Convo at Sentient Developments on Hedonistic Imperative

Some heavy-hitting philosophers, like David Pearce and Mark Walker, have gotten involved at a discussion in the comments thread of my guest post at Sentient Developments. They are trying to convince Athena Andreadis that having more control over our emotions is a good thing and that we can eliminate pain without becoming drooling zombies. Note that hyperthymic (very happy) people not only are completely functional, but they have a tendency to be more creative than people in the middle of the happiness bell curve.

In the thread, people point out the value of pain -- it's evolutionarily useful, etc. I consider it quite likely that we'll find workarounds to all the obstacles that stand in the way of removing it, however. The vast majority of pain is useless. The minority of pain that is useful could be replaced by automatic "warning signals" that pop up when we would otherwise be feeling useful pain, or even connecting the cause of pain directly to pain-avoidance instincts without the intermediary of conscious pain.
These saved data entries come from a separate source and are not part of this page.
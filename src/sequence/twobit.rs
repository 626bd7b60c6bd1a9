// Roel Kluin, 2023, GPL v3

use std::fmt;

/// A nucleotide in two bits. The codes may be unexpected: A: 0x0, C: 0x1, T: 0x2, G: 0x3,
/// which is bits 1-2 of the ASCII letter and makes the complement a xor with 2.
#[derive(new, Copy, Clone, PartialEq, Eq, PartialOrd, Ord, Hash)]
pub struct TwoBit(u8);

/// 4 packed twobits per u8, first nucleotide in the lowest bits.
pub(crate) struct TwoBitx4(u8);

impl TwoBit {
    pub fn from_ascii(b: u8) -> Option<TwoBit> {
        match b.to_ascii_uppercase() {
            b'A' | b'C' | b'G' | b'T' => Some(TwoBit((b >> 1) & 0x3)),
            _ => None,
        }
    }
    pub fn as_ascii(&self) -> u8 {
        b"ACTG"[self.0 as usize]
    }
    #[inline]
    pub fn complement(&self) -> TwoBit {
        TwoBit(2 ^ self.0)
    }
    pub fn as_u8(&self) -> u8 {
        self.0
    }
    /// twobit shifted to its place in a packed byte.
    #[inline]
    pub(crate) fn pos_shift(&self, i: usize) -> u8 {
        self.0 << ((i & 3) << 1)
    }
}

impl TwoBitx4 {
    #[inline]
    pub(crate) fn to_b2(&self, i: usize) -> TwoBit {
        TwoBit((self.0 >> ((i & 3) << 1)) & 3)
    }
}

impl From<&u8> for TwoBitx4 {
    fn from(val: &u8) -> TwoBitx4 {
        TwoBitx4(*val)
    }
}

impl fmt::Debug for TwoBit {
    fn fmt(&self, f: &mut fmt::Formatter<'_>) -> fmt::Result {
        match self.0 {
            0 => write!(f, "A (0)"),
            1 => write!(f, "C (1)"),
            2 => write!(f, "T (2)"),
            3 => write!(f, "G (3)"),
            _ => unreachable!(),
        }
    }
}

#[cfg(test)]
mod tests {
    use super::*;

    #[test]
    fn ascii_codes() {
        let codes: Vec<u8> = b"ACTGactg"
            .iter()
            .map(|&b| TwoBit::from_ascii(b).unwrap().as_u8())
            .collect();
        assert_eq!(codes, vec![0, 1, 2, 3, 0, 1, 2, 3]);
        assert_eq!(TwoBit::from_ascii(b'N'), None);
        assert_eq!(TwoBit::from_ascii(b'E'), None);
    }

    #[test]
    fn complement_pairs() {
        for (b, c) in [(b'A', b'T'), (b'C', b'G'), (b'G', b'C'), (b'T', b'A')] {
            assert_eq!(TwoBit::from_ascii(b).unwrap().complement().as_ascii(), c);
        }
    }

    #[test]
    fn packing() {
        let g = TwoBit::new(3);
        let byte = g.pos_shift(2) | TwoBit::new(1).pos_shift(5);
        assert_eq!(byte, 0b0000_0100 | 0b0011_0000);
        assert_eq!(TwoBitx4::from(&byte).to_b2(2), g);
        assert_eq!(TwoBitx4::from(&byte).to_b2(1), TwoBit::new(1));
    }
}
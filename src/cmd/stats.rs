// Roel Kluin, 2023, GPL v3

use crate::config::AssemblyConfig;
use crate::graph::Graph;
use crate::persistence;
use anyhow::Result;
use clap::Args;
use itertools::Itertools;
use std::path::PathBuf;

#[derive(Args, Debug)]
pub struct StatsCmd {
    /// Prefix of the saved graph
    #[arg(short, long, value_name = "PREFIX", required = true)]
    input: PathBuf,
}

#[derive(Clone, Copy, Debug, Default, PartialEq, Eq)]
pub struct GraphStats {
    pub vertices: usize,
    pub palindromic_vertices: usize,
    pub edges: usize,
    pub self_conjugate_edges: usize,
    /// Over one strand, in k-mers.
    pub total_length: usize,
    pub n50: usize,
}

/// Counts over one strand: each twin pair counts once.
pub fn graph_stats(graph: &Graph) -> Result<GraphStats> {
    let mut stats = GraphStats {
        vertices: graph.vertex_count(),
        edges: graph.edge_count(),
        ..Default::default()
    };
    for v in graph.vertices() {
        if graph.is_palindromic_vertex(v)? {
            stats.palindromic_vertices += 1;
        }
    }
    let mut lengths = Vec::new();
    for e in graph.edges() {
        let t = graph.conjugate_edge(e)?;
        if t == e {
            stats.self_conjugate_edges += 1;
        }
        if e <= t {
            lengths.push(graph.length(e)?);
        }
    }
    stats.total_length = lengths.iter().sum();
    let mut running = 0;
    for len in lengths.into_iter().sorted_unstable_by(|a, b| b.cmp(a)) {
        running += len;
        if 2 * running >= stats.total_length {
            stats.n50 = len;
            break;
        }
    }
    Ok(stats)
}

pub fn stats(cmd: StatsCmd, config: AssemblyConfig) -> Result<()> {
    let graph = persistence::load_with(&cmd.input, &config.graph)?;
    let s = graph_stats(&graph)?;
    println!("k\t{}", graph.k());
    println!("vertices\t{}\t({} palindromic)", s.vertices, s.palindromic_vertices);
    println!("edges\t{}\t({} self-conjugate)", s.edges, s.self_conjugate_edges);
    println!("total length\t{}", s.total_length);
    println!("N50\t{}", s.n50);
    Ok(())
}
#[derive(Clone, Copy, Debug)]
enum Edit {
    Pushed(VertexId, Side),
    Removed(VertexId, Side, usize, EdgeId),
    Replaced(VertexId, Side, usize, EdgeId),
}

/// Adjacency edits made under the vertex guards, so they can be reverted under the same guards.
#[derive(Default)]
struct AdjacencyLog {
    edits: Vec<Edit>,
}

impl AdjacencyLog {
    fn push(&mut self, vs: &mut VertexLocks<'_>, v: VertexId, side: Side, e: EdgeId) -> Result<()> {
        vs.get_mut(v)?.list_mut(side).push(e);
        self.edits.push(Edit::Pushed(v, side));
        Ok(())
    }
    fn find(vs: &mut VertexLocks<'_>, v: VertexId, side: Side, e: EdgeId) -> Result<usize> {
        vs.get_mut(v)?
            .list_mut(side)
            .iter()
            .position(|&x| x == e)
            .ok_or_else(|| GraphError::invariant("edge missing from adjacency", vec![v.raw(), e.raw()]))
    }
    fn remove(&mut self, vs: &mut VertexLocks<'_>, v: VertexId, side: Side, e: EdgeId) -> Result<()> {
        let i = Self::find(vs, v, side, e)?;
        vs.get_mut(v)?.list_mut(side).remove(i);
        self.edits.push(Edit::Removed(v, side, i, e));
        Ok(())
    }
    fn replace(
        &mut self,
        vs: &mut VertexLocks<'_>,
        v: VertexId,
        side: Side,
        old: EdgeId,
        new: EdgeId,
    ) -> Result<()> {
        let i = Self::find(vs, v, side, old)?;
        vs.get_mut(v)?.list_mut(side)[i] = new;
        self.edits.push(Edit::Replaced(v, side, i, old));
        Ok(())
    }
    fn revert(self, vs: &mut VertexLocks<'_>) {
        for edit in self.edits.into_iter().rev() {
            let (v, side) = match edit {
                Edit::Pushed(v, side) | Edit::Removed(v, side, ..) | Edit::Replaced(v, side, ..) => {
                    (v, side)
                }
            };
            let Ok(record) = vs.get_mut(v) else { continue };
            let list = record.list_mut(side);
            match edit {
                Edit::Pushed(..) => {
                    list.pop();
                }
                Edit::Removed(_, _, i, e) => list.insert(i, e),
                Edit::Replaced(_, _, i, old) => list[i] = old,
            }
        }
    }
}
// Roel Kluin, 2023, GPL v3

mod common;

use dbgraph::cmd::export::write_edges;
use dbgraph::cmd::{parse_fasta_file, segments};
use dbgraph::construction::ConstructionThreads;
use dbgraph::{Graph, GraphConfig};
use noodles_fasta::{
    self as fasta,
    record::{Definition, Sequence},
};
use std::io::Write;
use std::path::PathBuf;

#[test]
fn test_parse_fasta() {
    let mut temp_file = tempfile::NamedTempFile::new().unwrap();
    writeln!(temp_file, ">seq1\nATCG\n>seq2\nGCTA").unwrap();
    let file_path = PathBuf::from(temp_file.path());

    let mut reader = parse_fasta_file(file_path).unwrap();
    let mut records = reader.records();

    assert_eq!(
        records.next().transpose().unwrap(),
        Some(fasta::Record::new(
            Definition::new("seq1", None),
            Sequence::from(b"ATCG".to_vec()),
        ))
    );
    assert_eq!(
        records.next().transpose().unwrap(),
        Some(fasta::Record::new(
            Definition::new("seq2", None),
            Sequence::from(b"GCTA".to_vec()),
        ))
    );
    assert_eq!(records.next().transpose().unwrap(), None);
}

#[test]
fn missing_fasta_is_an_error() {
    let dir = tempfile::tempdir().unwrap();
    assert!(parse_fasta_file(dir.path().join("absent.fa")).is_err());
}

#[test]
fn build_and_export() {
    let mut temp_file = tempfile::NamedTempFile::new().unwrap();
    // the second record splits at N into two edges; the third is the twin of the first
    writeln!(
        temp_file,
        ">a\nAACCGGTTA\n>b\nCCGGTTACANTTACAGG\n>c\nTAACCGGTT"
    )
    .unwrap();

    let k = 5;
    let mut reader = parse_fasta_file(temp_file.path()).unwrap();
    let mut segs = Vec::new();
    for record in reader.records() {
        let record = record.unwrap();
        segs.extend(segments(record.sequence().as_ref(), k));
    }
    assert_eq!(segs.len(), 4);

    let g = Graph::new(&GraphConfig::with_k(k)).unwrap();
    let stats = ConstructionThreads::new(3).build(&g, segs).unwrap();
    assert_eq!((stats.edges, stats.duplicates), (3, 1));
    assert_eq!(g.edge_count(), 6);
    g.check_invariants().unwrap();

    let mut out = Vec::new();
    assert_eq!(write_edges(&g, &mut out).unwrap(), 3);
    let mut reader = fasta::Reader::new(&out[..]);
    let mut exported: Vec<(String, String)> = reader
        .records()
        .map(|r| {
            let r = r.unwrap();
            let seq = String::from_utf8(r.sequence().as_ref().to_vec()).unwrap();
            let rc = common::seq(&seq).reverse_complement().to_string();
            (seq.min(rc), r.name().to_string())
        })
        .collect();
    exported.sort();
    let seqs: Vec<&str> = exported.iter().map(|(s, _)| s.as_str()).collect();
    assert_eq!(seqs, vec!["AACCGGTTA", "CCGGTTACA", "CCTGTAA"]);
    for (seq, name) in &exported {
        let len = seq.len() - k;
        assert!(name.starts_with("EDGE_"), "{name}");
        assert!(name.ends_with(&format!("_length_{len}")), "{name}");
    }
}
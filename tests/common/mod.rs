// Roel Kluin, 2023, GPL v3

#![allow(dead_code)]

use dbgraph::handlers::EntityCounter;
use dbgraph::sequence::TwoBit;
use dbgraph::{EdgeId, Graph, GraphConfig, GraphEvent, GraphHandler, HandlerFault, Sequence, VertexId};
use parking_lot::Mutex;
use rand::Rng;
use std::sync::Arc;

pub fn seq(s: &str) -> Sequence {
    s.parse().unwrap()
}

pub fn random_seq<R: Rng>(rng: &mut R, len: usize) -> Sequence {
    (0..len).map(|_| TwoBit::new(rng.gen_range(0..4))).collect()
}

/// A graph with small initial tables, so growth is exercised, and a counter registered.
pub fn graph(k: usize) -> (Graph, Arc<EntityCounter>) {
    let g = Graph::new(&GraphConfig {
        initial_capacity: 8,
        ..GraphConfig::with_k(k)
    })
    .unwrap();
    let counter = Arc::new(EntityCounter::default());
    g.handlers().register(counter.clone());
    (g, counter)
}

/// Records every event it sees.
#[derive(Default)]
pub struct Recorder {
    pub events: Mutex<Vec<GraphEvent>>,
}

impl Recorder {
    pub fn take(&self) -> Vec<GraphEvent> {
        std::mem::take(&mut *self.events.lock())
    }
}

impl GraphHandler for Recorder {
    fn name(&self) -> &str {
        "recorder"
    }

    fn handle(&self, _graph: &Graph, event: &GraphEvent) -> Result<(), HandlerFault> {
        self.events.lock().push(event.clone());
        Ok(())
    }
}

/// `a -e1-> b -e2-> c` spelled by one random sequence, with edge lengths `l1` and `l2`.
pub struct Unipath {
    pub a: VertexId,
    pub b: VertexId,
    pub c: VertexId,
    pub e1: EdgeId,
    pub e2: EdgeId,
    pub spelled: Sequence,
}

pub fn unipath<R: Rng>(g: &Graph, rng: &mut R, l1: usize, l2: usize) -> Unipath {
    let k = g.k();
    let s = random_seq(rng, l1 + l2 + k);
    let a = g.add_vertex(s.subseq(0, k)).unwrap();
    let b = g.add_vertex(s.subseq(l1, l1 + k)).unwrap();
    let c = g.add_vertex(s.subseq(l1 + l2, l1 + l2 + k)).unwrap();
    let e1 = g.add_edge(a, b, s.subseq(0, l1 + k)).unwrap();
    let e2 = g.add_edge(b, c, s.subseq(l1, l1 + l2 + k)).unwrap();
    Unipath {
        a,
        b,
        c,
        e1,
        e2,
        spelled: s,
    }
}

/// The graph up to renaming of ids: sorted labels, and sorted edges as
/// (label of from, label of to, sequence).
pub fn shape(g: &Graph) -> (Vec<String>, Vec<(String, String, String)>) {
    let mut labels: Vec<String> = g.vertices().map(|v| g.label(v).unwrap().to_string()).collect();
    labels.sort();
    let mut edges: Vec<_> = g
        .edges()
        .map(|e| {
            let (from, to) = g.endpoints(e).unwrap();
            (
                g.label(from).unwrap().to_string(),
                g.label(to).unwrap().to_string(),
                g.sequence(e).unwrap().to_string(),
            )
        })
        .collect();
    edges.sort();
    (labels, edges)
}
People find that last part really hard to grasp. How could you jerk away your hand from a hot stove in a fraction of a second without feeling pain? The fact of the matter is that, in the end, pretty much any stimulus can be arbitrarily connected to any reaction in a physical system as long as you have the necessary access and a well-specified description of the stimulus and reaction. In the long term, we'll be able program ourselves to laugh insanely at the sound of drops of water, or recoil in fear from beavers. There are no magical connections between stimuli, conscious feelings, and instinctual reactions. Evolution built them all from scratch. As our ability to reengineer the human brain increases, we'll gain the ability to reprogram literally anything we want. I think that people will eventually choose to make practically every stimulus result in some shade of happiness -- the question is how to program these "gradients of bliss".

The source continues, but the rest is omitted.